Metadata repository plays an important role here. It helps us to parse and modify JPQL correctly and find restricted attributes and entities whenever string JPQL or a Java class is used to define a DB query.

Soft Delete

In some cases, soft delete is required for enterprise applications. The pros and cons of the soft delete pattern were discussed in the article “To Delete or to Soft Delete, That is the Question!” in the CUBA Platform blog. Jmix is a descendant of CUBA, so soft delete is supported in this framework, too.
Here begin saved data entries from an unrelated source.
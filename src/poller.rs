//! ==============================================================================
//! poller.rs - polling controller
//! ==============================================================================
//!
//! purpose:
//!     keeps the shared dashboard state in step with the backend for the
//!     selected device.
//!
//! lifecycle:
//!
//!     select_device(id) ──► cancel previous task ──► phase = Loading
//!                                                      │
//!                           spawn task ◄───────────────┘
//!                              │
//!                              ├─ foreground fetch (Loading -> Ready | Error)
//!                              └─ every interval: silent fetch (phase untouched)
//!
//!     refresh_now()  ──► silent fetch for the current selection, awaited
//!     shutdown()     ──► cancel the task, nothing else is scheduled
//!
//! staleness:
//!     in-flight requests are never aborted. every state write is gated on the
//!     selection's cancellation token and generation number instead, so a late
//!     response for a previous device is dropped rather than shown.
//!
//! failure policy:
//!     - foreground failure: full-page error, nothing stale is kept
//!     - silent failure: inline error, records and images stay as they were
//!
//! ==============================================================================

use std::sync::atomic::{AtomicU64, Ordering};
use std::sync::Arc;
use std::time::Duration;

use tokio::sync::Mutex;
use tokio::time::{Instant, MissedTickBehavior};
use tokio_util::sync::CancellationToken;
use tracing::{debug, info, warn};

use crate::backend::SensorBackend;
use crate::domain::{latest, now_ms};
use crate::fetcher::Fetcher;
use crate::images::{resolve_all, UrlSigner};
use crate::state::{DashboardState, Phase, SharedState};

#[derive(Debug, Clone, Copy, PartialEq, Eq)]
pub enum FetchMode {
    /// user initiated: drives the Loading phase
    Foreground,
    /// background tick or manual refresh: never flips the phase to Loading
    Silent,
}

/// one device selection. results carrying an older ticket are stale.
#[derive(Debug, Clone)]
struct Ticket {
    device_id: String,
    generation: u64,
    cancel_token: CancellationToken,
}

struct Inner<B, S> {
    fetcher: Fetcher<B>,
    signer: Arc<S>,
    state: SharedState,
    interval: Duration,
    generation: AtomicU64,
}

pub struct PollingController<B, S> {
    inner: Arc<Inner<B, S>>,
    current: Mutex<Option<Ticket>>,
}

impl<B: SensorBackend, S: UrlSigner> PollingController<B, S> {
    pub fn new(fetcher: Fetcher<B>, signer: Arc<S>, state: SharedState, interval: Duration) -> Self {
        Self {
            inner: Arc::new(Inner {
                fetcher,
                signer,
                state,
                interval,
                generation: AtomicU64::new(0),
            }),
            current: Mutex::new(None),
        }
    }

    /// mount or switch the dashboard to `device_id`.
    ///
    /// the previous timer is cancelled before anything else happens, then
    /// exactly one foreground fetch and a fresh timer are started.
    pub async fn select_device(&self, device_id: &str) {
        let mut current = self.current.lock().await;

        if let Some(previous) = current.take() {
            previous.cancel_token.cancel();
            debug!(device_id = %previous.device_id, "cancelled polling for previous device");
        }

        let ticket = Ticket {
            device_id: device_id.to_string(),
            generation: self.inner.generation.fetch_add(1, Ordering::SeqCst) + 1,
            cancel_token: CancellationToken::new(),
        };

        {
            let mut state = self.inner.state.write().await;
            state.selected_device = ticket.device_id.clone();
            state.export.device_id = ticket.device_id.clone();
            state.phase = Phase::Loading;
            state.error = None;
            state.records.clear();
            state.images.clear();
            state.image_loading = false;
            state.touch();
        }

        info!(device_id, interval_s = self.inner.interval.as_secs(), "started polling");
        tokio::spawn(polling_task(self.inner.clone(), ticket.clone()));
        *current = Some(ticket);
    }

    /// fetch now without the loading screen
    pub async fn refresh_now(&self) {
        let ticket = self.current.lock().await.clone();
        match ticket {
            Some(ticket) => self.inner.refresh(&ticket, FetchMode::Silent).await,
            None => debug!("manual refresh before any device was selected"),
        }
    }

    /// tear down the timer; a fetch already in flight finishes but is discarded
    pub async fn shutdown(&self) {
        if let Some(ticket) = self.current.lock().await.take() {
            ticket.cancel_token.cancel();
            info!(device_id = %ticket.device_id, "stopped polling");
        }
    }
}

async fn polling_task<B: SensorBackend, S: UrlSigner>(inner: Arc<Inner<B, S>>, ticket: Ticket) {
    inner.refresh(&ticket, FetchMode::Foreground).await;

    let mut interval = tokio::time::interval_at(Instant::now() + inner.interval, inner.interval);
    interval.set_missed_tick_behavior(MissedTickBehavior::Delay);

    loop {
        tokio::select! {
            biased;
            _ = ticket.cancel_token.cancelled() => {
                debug!(device_id = %ticket.device_id, "polling task cancelled");
                break;
            }
            _ = interval.tick() => {
                debug!(device_id = %ticket.device_id, "background poll tick");
                inner.refresh(&ticket, FetchMode::Silent).await;
            }
        }
    }
}

impl<B: SensorBackend, S: UrlSigner> Inner<B, S> {
    async fn refresh(&self, ticket: &Ticket, mode: FetchMode) {
        match self.fetcher.fetch(&ticket.device_id).await {
            Ok(records) => {
                let keys = latest(&records)
                    .map(|r| r.image_keys.clone())
                    .unwrap_or_default();

                let applied = self
                    .apply(ticket, |state| {
                        state.records = records;
                        state.phase = Phase::Ready;
                        state.error = None;
                        state.last_update_ms = now_ms();
                        state.image_loading = !keys.is_empty();
                        if keys.is_empty() {
                            state.images.clear();
                        }
                    })
                    .await;
                if !applied || keys.is_empty() {
                    return;
                }

                let images = resolve_all(self.signer.as_ref(), &keys).await;
                self.apply(ticket, |state| {
                    state.images = images;
                    state.image_loading = false;
                })
                .await;
            }
            Err(e) => {
                warn!(device_id = %ticket.device_id, ?mode, error = %e, "refresh failed");
                self.apply(ticket, |state| match mode {
                    FetchMode::Foreground => {
                        state.phase = Phase::Error;
                        state.records.clear();
                        state.images.clear();
                        state.image_loading = false;
                        state.error = Some(e.message);
                    }
                    FetchMode::Silent => state.error = Some(e.message),
                })
                .await;
            }
        }
    }

    /// run `update` unless the ticket has been superseded
    async fn apply<F>(&self, ticket: &Ticket, update: F) -> bool
    where
        F: FnOnce(&mut DashboardState),
    {
        let mut state = self.state.write().await;
        if ticket.cancel_token.is_cancelled()
            || self.generation.load(Ordering::SeqCst) != ticket.generation
        {
            debug!(device_id = %ticket.device_id, "discarding stale result");
            return false;
        }
        update(&mut state);
        state.touch();
        true
    }
}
Soft Delete mode is enabled automatically for entities with the fields annotated with @DeletedBy and @DeletedDate. For these entities, all remove() invocations in the DataManager are intercepted and transformed to UPDATE statements, and all find() requests will be modified with an appropriate where clause to exclude the “deleted” entities.

@JmixEntity
@Table(name = "SPEAKER")
@Entity(name = "Speaker")
public class Speaker {

   @JmixGeneratedValue
   @Column(name = "ID", nullable = false)
   @Id
   private UUID id;

   @DeletedBy
   @Column(name = "DELETED_BY")
   private String deletedBy;

   @DeletedDate
   @Column(name = "DELETED_DATE")
   @Temporal(TemporalType.TIMESTAMP)
   private Date deletedDate;

      //Some fields are omitted
}

We need Metadata here to find out which database column should be updated or added to where clause. In contrast to CUBA, Jmix does not require an entity to implement a specific interface to support soft delete. All you need to do is just to add two annotations to the entity’s fields.

Note that you still can perform “hard delete” and see the “deleted” entities using JPA EntityManager and native SQL.

REST and GraphQL

Automatic CRUD API creation is the area where Jmix’s metamodel shines. When you have all the information about entities in your application, it is pretty easy to create an API for manipulation.
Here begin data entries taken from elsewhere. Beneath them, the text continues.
//! ==============================================================================
//! config.rs - dashboard configuration loader
//! ==============================================================================
//!
//! purpose:
//!     defines the schema for `dashboard.toml`.
//!     loads configuration from file (or defaults), then overlays the
//!     environment. required backend settings must be present or startup fails.
//!
//! structure:
//!     - BackendConfig: graphql endpoint, api key, region, wire schema, paging.
//!     - StorageConfig: bucket holding camera images, identity pool, url expiry.
//!     - PollingConfig: background refresh period.
//!     - ServerConfig: where the dashboard is served.
//!     - DevicesConfig: devices offered in the selector.
//!     - LoggingConfig: default log level.
//!
//! ==============================================================================

use serde::Deserialize;
use std::path::{Path, PathBuf};
use thiserror::Error;

pub const ENV_CONFIG_PATH: &str = "DASHBOARD_CONFIG";
pub const ENV_GRAPHQL_ENDPOINT: &str = "DASHBOARD_GRAPHQL_ENDPOINT";
pub const ENV_API_KEY: &str = "DASHBOARD_API_KEY";
pub const ENV_REGION: &str = "DASHBOARD_REGION";
pub const ENV_BUCKET: &str = "DASHBOARD_S3_BUCKET";
pub const ENV_IDENTITY_POOL_ID: &str = "DASHBOARD_IDENTITY_POOL_ID";
pub const ENV_LISTEN: &str = "DASHBOARD_LISTEN";
pub const ENV_POLL_INTERVAL: &str = "DASHBOARD_POLL_INTERVAL_SECONDS";
pub const ENV_LOG: &str = "DASHBOARD_LOG";

#[derive(Debug, Error)]
pub enum ConfigError {
    #[error("failed to read config file {path}: {source}")]
    Read {
        path: PathBuf,
        source: std::io::Error,
    },

    #[error("failed to parse config file {path}: {source}")]
    Parse {
        path: PathBuf,
        source: toml::de::Error,
    },

    #[error("missing required configuration: {}", .0.join(", "))]
    Missing(Vec<&'static str>),

    #[error("invalid configuration: {0}")]
    Invalid(String),
}

/// Root configuration structure
#[derive(Debug, Deserialize, Clone, Default)]
pub struct DashboardConfig {
    #[serde(default)]
    pub backend: BackendConfig,
    #[serde(default)]
    pub storage: StorageConfig,
    #[serde(default)]
    pub polling: PollingConfig,
    #[serde(default)]
    pub server: ServerConfig,
    #[serde(default)]
    pub devices: DevicesConfig,
    #[serde(default)]
    pub logging: LoggingConfig,
}

/// Which GraphQL document shape the backend answers with.
#[derive(Debug, Deserialize, Clone, Copy, PartialEq, Eq, Default)]
#[serde(rename_all = "lowercase")]
pub enum SchemaShape {
    /// sensor fields nested under `payload.data`
    #[default]
    Envelope,
    /// sensor fields at the top level of each item
    Flat,
}

#[derive(Debug, Deserialize, Clone)]
pub struct BackendConfig {
    #[serde(default)]
    pub graphql_endpoint: String,
    #[serde(default)]
    pub api_key: String,
    #[serde(default)]
    pub region: String,
    #[serde(default)]
    pub schema: SchemaShape,
    #[serde(default)]
    pub page_limit: Option<u32>,
    #[serde(default = "default_max_pages")]
    pub max_pages: usize,
    #[serde(default = "default_timeout_seconds")]
    pub timeout_seconds: u64,
}

#[derive(Debug, Deserialize, Clone)]
pub struct StorageConfig {
    #[serde(default)]
    pub bucket: String,
    #[serde(default)]
    pub identity_pool_id: Option<String>,
    #[serde(default = "default_url_expiry_seconds")]
    pub url_expiry_seconds: u64,
}

#[derive(Debug, Deserialize, Clone)]
pub struct PollingConfig {
    #[serde(default = "default_interval_seconds")]
    pub interval_seconds: u64,
}

#[derive(Debug, Deserialize, Clone)]
pub struct ServerConfig {
    #[serde(default = "default_listen")]
    pub listen: String,
}

#[derive(Debug, Deserialize, Clone)]
pub struct DevicesConfig {
    #[serde(default = "default_available_devices")]
    pub available: Vec<String>,
    #[serde(default = "default_device")]
    pub default: String,
}

#[derive(Debug, Deserialize, Clone)]
pub struct LoggingConfig {
    #[serde(default = "default_log_level")]
    pub level: String,
}

fn default_max_pages() -> usize {
    20
}

fn default_timeout_seconds() -> u64 {
    10
}

fn default_url_expiry_seconds() -> u64 {
    3600
}

fn default_interval_seconds() -> u64 {
    30
}

fn default_listen() -> String {
    "0.0.0.0:3000".to_string()
}

fn default_available_devices() -> Vec<String> {
    vec!["22-27".to_string(), "22-30".to_string()]
}

fn default_device() -> String {
    "22-27".to_string()
}

fn default_log_level() -> String {
    "info".to_string()
}

impl Default for BackendConfig {
    fn default() -> Self {
        Self {
            graphql_endpoint: String::new(),
            api_key: String::new(),
            region: String::new(),
            schema: SchemaShape::default(),
            page_limit: None,
            max_pages: default_max_pages(),
            timeout_seconds: default_timeout_seconds(),
        }
    }
}

impl Default for StorageConfig {
    fn default() -> Self {
        Self {
            bucket: String::new(),
            identity_pool_id: None,
            url_expiry_seconds: default_url_expiry_seconds(),
        }
    }
}

impl Default for PollingConfig {
    fn default() -> Self {
        Self { interval_seconds: default_interval_seconds() }
    }
}

impl Default for ServerConfig {
    fn default() -> Self {
        Self { listen: default_listen() }
    }
}

impl Default for DevicesConfig {
    fn default() -> Self {
        Self {
            available: default_available_devices(),
            default: default_device(),
        }
    }
}

impl Default for LoggingConfig {
    fn default() -> Self {
        Self { level: default_log_level() }
    }
}

impl DashboardConfig {
    /// Load configuration from file
    pub fn load<P: AsRef<Path>>(path: P) -> Result<Self, ConfigError> {
        let path = path.as_ref();
        let content = std::fs::read_to_string(path).map_err(|source| ConfigError::Read {
            path: path.to_path_buf(),
            source,
        })?;

        toml::from_str(&content).map_err(|source| ConfigError::Parse {
            path: path.to_path_buf(),
            source,
        })
    }

    /// Load the file (if any), overlay the process environment and validate.
    ///
    /// Any error here is fatal: the dashboard cannot talk to its backend
    /// without the required settings.
    pub fn from_env() -> Result<Self, ConfigError> {
        let lookup = |key: &str| std::env::var(key).ok();

        let mut config = match lookup(ENV_CONFIG_PATH) {
            Some(path) => Self::load(path)?,
            None => Self::load_default_file()?,
        };
        config.apply_overrides(lookup)?;
        config.validate()?;
        Ok(config)
    }

    fn load_default_file() -> Result<Self, ConfigError> {
        let paths = [
            PathBuf::from("config").join("dashboard.toml"),
            PathBuf::from("..").join("config").join("dashboard.toml"),
        ];

        for path in &paths {
            if path.exists() {
                return Self::load(path);
            }
        }
        Ok(Self::default())
    }

    /// Overlay values from an environment-like lookup. Set variables win over
    /// the file.
    pub fn apply_overrides<F>(&mut self, lookup: F) -> Result<(), ConfigError>
    where
        F: Fn(&str) -> Option<String>,
    {
        let set = |key: &str| lookup(key).filter(|v| !v.trim().is_empty());

        if let Some(v) = set(ENV_GRAPHQL_ENDPOINT) {
            self.backend.graphql_endpoint = v;
        }
        if let Some(v) = set(ENV_API_KEY) {
            self.backend.api_key = v;
        }
        if let Some(v) = set(ENV_REGION) {
            self.backend.region = v;
        }
        if let Some(v) = set(ENV_BUCKET) {
            self.storage.bucket = v;
        }
        if let Some(v) = set(ENV_IDENTITY_POOL_ID) {
            self.storage.identity_pool_id = Some(v);
        }
        if let Some(v) = set(ENV_LISTEN) {
            self.server.listen = v;
        }
        if let Some(v) = set(ENV_POLL_INTERVAL) {
            self.polling.interval_seconds = v.trim().parse().map_err(|_| {
                ConfigError::Invalid(format!("{ENV_POLL_INTERVAL} is not a number: {v}"))
            })?;
        }
        if let Some(v) = set(ENV_LOG) {
            self.logging.level = v;
        }
        Ok(())
    }

    pub fn validate(&mut self) -> Result<(), ConfigError> {
        let mut missing = Vec::new();
        if self.backend.graphql_endpoint.trim().is_empty() {
            missing.push(ENV_GRAPHQL_ENDPOINT);
        }
        if self.backend.api_key.trim().is_empty() {
            missing.push(ENV_API_KEY);
        }
        if self.backend.region.trim().is_empty() {
            missing.push(ENV_REGION);
        }
        if self.storage.bucket.trim().is_empty() {
            missing.push(ENV_BUCKET);
        }
        if !missing.is_empty() {
            return Err(ConfigError::Missing(missing));
        }

        reqwest::Url::parse(&self.backend.graphql_endpoint).map_err(|e| {
            ConfigError::Invalid(format!(
                "graphql endpoint {} is not a url: {e}",
                self.backend.graphql_endpoint
            ))
        })?;

        if self.polling.interval_seconds == 0 {
            return Err(ConfigError::Invalid("polling interval must be positive".to_string()));
        }
        if self.backend.max_pages == 0 {
            return Err(ConfigError::Invalid("max_pages must be positive".to_string()));
        }
        if self.devices.default.trim().is_empty() {
            return Err(ConfigError::Invalid("no default device configured".to_string()));
        }
        if !self.devices.available.contains(&self.devices.default) {
            self.devices.available.insert(0, self.devices.default.clone());
        }
        Ok(())
    }

    /// Log configuration summary (api key redacted)
    pub fn log_summary(&self) {
        tracing::info!(
            endpoint = %self.backend.graphql_endpoint,
            region = %self.backend.region,
            schema = ?self.backend.schema,
            bucket = %self.storage.bucket,
            identity_pool = self.storage.identity_pool_id.is_some(),
            poll_interval_s = self.polling.interval_seconds,
            listen = %self.server.listen,
            devices = ?self.devices.available,
            "effective configuration"
        );
    }
}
For example, it should not be hard to handle HTTP requests like this if you have metadata for your data model:

GET  'http://server:8080/rest/entities/Speaker'

A single endpoint at /rest/entities can handle requests for entity manipulations. The application “knows” which entities should be selected if a user sends the GET request for an entity (Speaker in our example). Moreover, it costs nothing for an application to provide a Swagger-compatible endpoints schema because we have all the metadata we need.
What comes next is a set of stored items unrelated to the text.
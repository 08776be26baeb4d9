//! ==============================================================================
//! export.rs - csv export controller
//! ==============================================================================
//!
//! purpose:
//!     validates the export form, asks the backend to build a csv for the
//!     range and hands back what the browser should download.
//!
//! flow:
//!     form ──► validate (no network on failure) ──► createCsvExport
//!                                                     │
//!                      url ──► Download { url, export_<device>_<ms>.csv }
//!                      ""  ──► NotFound
//!
//!     only one export runs at a time; a second submit gets `Busy`.
//!
//! ==============================================================================

use std::sync::atomic::{AtomicBool, Ordering};
use std::sync::Arc;

use chrono::{Local, NaiveDateTime, TimeZone};
use serde::Deserialize;
use thiserror::Error;

use crate::backend::{BackendError, SensorBackend};
use crate::domain::{now_ms, ExportRequest};
use crate::state::SharedState;

pub const REQUIRED_MESSAGE: &str = "device ID, start and end are all required";
pub const NOT_FOUND_MESSAGE: &str = "no data found to export";
pub const FAILED_MESSAGE: &str = "CSV export failed";

/// what `<input type="datetime-local">` submits, with and without seconds
const DATETIME_FORMATS: &[&str] = &["%Y-%m-%dT%H:%M", "%Y-%m-%dT%H:%M:%S"];

#[derive(Debug, Error)]
pub enum ExportError {
    #[error("{0}")]
    Validation(String),

    #[error("an export is already running")]
    Busy,

    #[error("CSV export failed")]
    Failed(#[source] BackendError),

    #[error("CSV download failed")]
    Download(#[source] reqwest::Error),
}

/// raw user input, exactly as submitted
#[derive(Debug, Clone, Default, Deserialize)]
pub struct ExportForm {
    #[serde(default)]
    pub device_id: String,
    #[serde(default)]
    pub start: String,
    #[serde(default)]
    pub end: String,
}

#[derive(Debug, Clone, PartialEq, Eq)]
pub struct DownloadTarget {
    pub url: String,
    pub filename: String,
}

#[derive(Debug, Clone, PartialEq, Eq)]
pub enum ExportOutcome {
    Download(DownloadTarget),
    NotFound,
}

/// the name ends up in a quoted header value, so anything outside
/// `[A-Za-z0-9_-]` becomes `_`
pub fn export_filename(device_id: &str, now_ms: u64) -> String {
    let device: String = device_id
        .chars()
        .map(|c| if c.is_ascii_alphanumeric() || c == '-' || c == '_' { c } else { '_' })
        .collect();
    format!("export_{device}_{now_ms}.csv")
}

fn to_epoch_millis<Tz: TimeZone>(value: &str, tz: &Tz) -> Result<i64, ExportError> {
    let invalid = || ExportError::Validation(format!("invalid date-time: {value}"));

    let naive = DATETIME_FORMATS
        .iter()
        .find_map(|fmt| NaiveDateTime::parse_from_str(value, fmt).ok())
        .ok_or_else(invalid)?;

    // a local time inside a DST gap does not exist
    let local = tz.from_local_datetime(&naive).earliest().ok_or_else(invalid)?;
    Ok(local.timestamp_millis())
}

/// check the form and convert it into a backend request, interpreting the
/// date-times in `tz`
pub fn validate_in<Tz: TimeZone>(form: &ExportForm, tz: &Tz) -> Result<ExportRequest, ExportError> {
    let device_id = form.device_id.trim();
    let start = form.start.trim();
    let end = form.end.trim();

    if device_id.is_empty() || start.is_empty() || end.is_empty() {
        return Err(ExportError::Validation(REQUIRED_MESSAGE.to_string()));
    }

    let start_ms = to_epoch_millis(start, tz)?;
    let end_ms = to_epoch_millis(end, tz)?;
    if end_ms < start_ms {
        return Err(ExportError::Validation("end must not be before start".to_string()));
    }

    Ok(ExportRequest {
        device_id: device_id.to_string(),
        start_timestamp: start_ms.to_string(),
        end_timestamp: end_ms.to_string(),
    })
}

pub fn validate(form: &ExportForm) -> Result<ExportRequest, ExportError> {
    validate_in(form, &Local)
}

/// clears the in-flight flag however the export ends
struct InFlight<'a>(&'a AtomicBool);

impl Drop for InFlight<'_> {
    fn drop(&mut self) {
        self.0.store(false, Ordering::SeqCst);
    }
}

pub struct ExportController<B> {
    backend: Arc<B>,
    state: SharedState,
    http: reqwest::Client,
    in_flight: AtomicBool,
}

impl<B: SensorBackend> ExportController<B> {
    pub fn new(backend: Arc<B>, state: SharedState, http: reqwest::Client) -> Self {
        Self {
            backend,
            state,
            http,
            in_flight: AtomicBool::new(false),
        }
    }

    pub fn is_exporting(&self) -> bool {
        self.in_flight.load(Ordering::SeqCst)
    }

    pub async fn export(&self, form: ExportForm) -> Result<ExportOutcome, ExportError> {
        let request = match validate(&form) {
            Ok(request) => request,
            Err(e) => {
                self.set_error(e.to_string()).await;
                return Err(e);
            }
        };

        if self
            .in_flight
            .compare_exchange(false, true, Ordering::SeqCst, Ordering::SeqCst)
            .is_err()
        {
            return Err(ExportError::Busy);
        }
        let _in_flight = InFlight(&self.in_flight);

        {
            let mut state = self.state.write().await;
            state.export.exporting = true;
            state.export.error = None;
            state.export.device_id = request.device_id.clone();
            state.touch();
        }

        let (outcome, message) = match self.backend.create_csv_export(&request).await {
            Ok(url) if !url.trim().is_empty() => {
                let filename = export_filename(&request.device_id, now_ms());
                tracing::info!(device_id = %request.device_id, %filename, "csv export ready");
                (Ok(ExportOutcome::Download(DownloadTarget { url, filename })), None)
            }
            Ok(_) => (Ok(ExportOutcome::NotFound), Some(NOT_FOUND_MESSAGE.to_string())),
            Err(e) => {
                tracing::warn!(device_id = %request.device_id, error = %e, "csv export failed");
                (Err(ExportError::Failed(e)), Some(FAILED_MESSAGE.to_string()))
            }
        };

        self.finish(message).await;
        outcome
    }

    /// fetch the finished csv so it can be served as an attachment
    pub async fn download(&self, target: &DownloadTarget) -> Result<Vec<u8>, ExportError> {
        let result = async {
            let response = self.http.get(&target.url).send().await?.error_for_status()?;
            Ok::<_, reqwest::Error>(response.bytes().await?.to_vec())
        }
        .await;

        result.map_err(|e| {
            tracing::warn!(filename = %target.filename, error = %e, "csv download failed");
            ExportError::Download(e)
        })
    }

    /// record a download failure for the next render
    pub async fn report(&self, err: &ExportError) {
        self.set_error(err.to_string()).await;
    }

    async fn set_error(&self, message: String) {
        let mut state = self.state.write().await;
        state.export.error = Some(message);
        state.touch();
    }

    async fn finish(&self, error: Option<String>) {
        let mut state = self.state.write().await;
        state.export.exporting = false;
        state.export.error = error;
        state.touch();
    }
}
Jmix can generate a swagger doc that includes all entities and attributes that a developer can process via REST API, and make it available by a specific URL:

GET  'http://server:8080/rest/docs/swagger.json'

For example, a list of endpoints for CRUD operations looks like this:

RestApi.png

The good thing is that with Jmix you don’t need to do the boring job of implementing these endpoints manually. Thanks to the metamodel, everything can be generated for you, and it can be a good starting point to build your own specific REST API using the “back-for-the-front” approach.

If you need something more flexible than generic CRUD REST API, you can use GraphQL. One of the key concepts in GraphQL is its schema. With Jmix’s metamodel, we have all the data for the GraphQL schema without extra efforts.

It means that GraphQL API for Jmix applications can be implemented (and it is going to be released soon) in a generic way, similar to the REST API. So, adding a GraphQL endpoint to your Jmix application will be as simple as adding one more starter to the build script.

implementation 'io.jmix.graphql:jmix-graphql-starter'

After that, you are able to create queries similar to this:

{
  speakerCount
  speakerList(limit: 10, offset: 0, orderBy: {name: ASC}) {
    id
    name
    email
  }
}

Conclusion

Just by defining the data model in Jmix, mostly using familiar JPA annotations, you’re getting a ready-to-use application. Thanks to Jmix’s metamodel, you can use the following features almost without extra coding:

  • Row-level security
  • Soft delete
  • CRUD REST API
  • GraphQL API

As you see, creating a simple data-centric application with advanced features and admin UI is going to be near trivial with Jmix.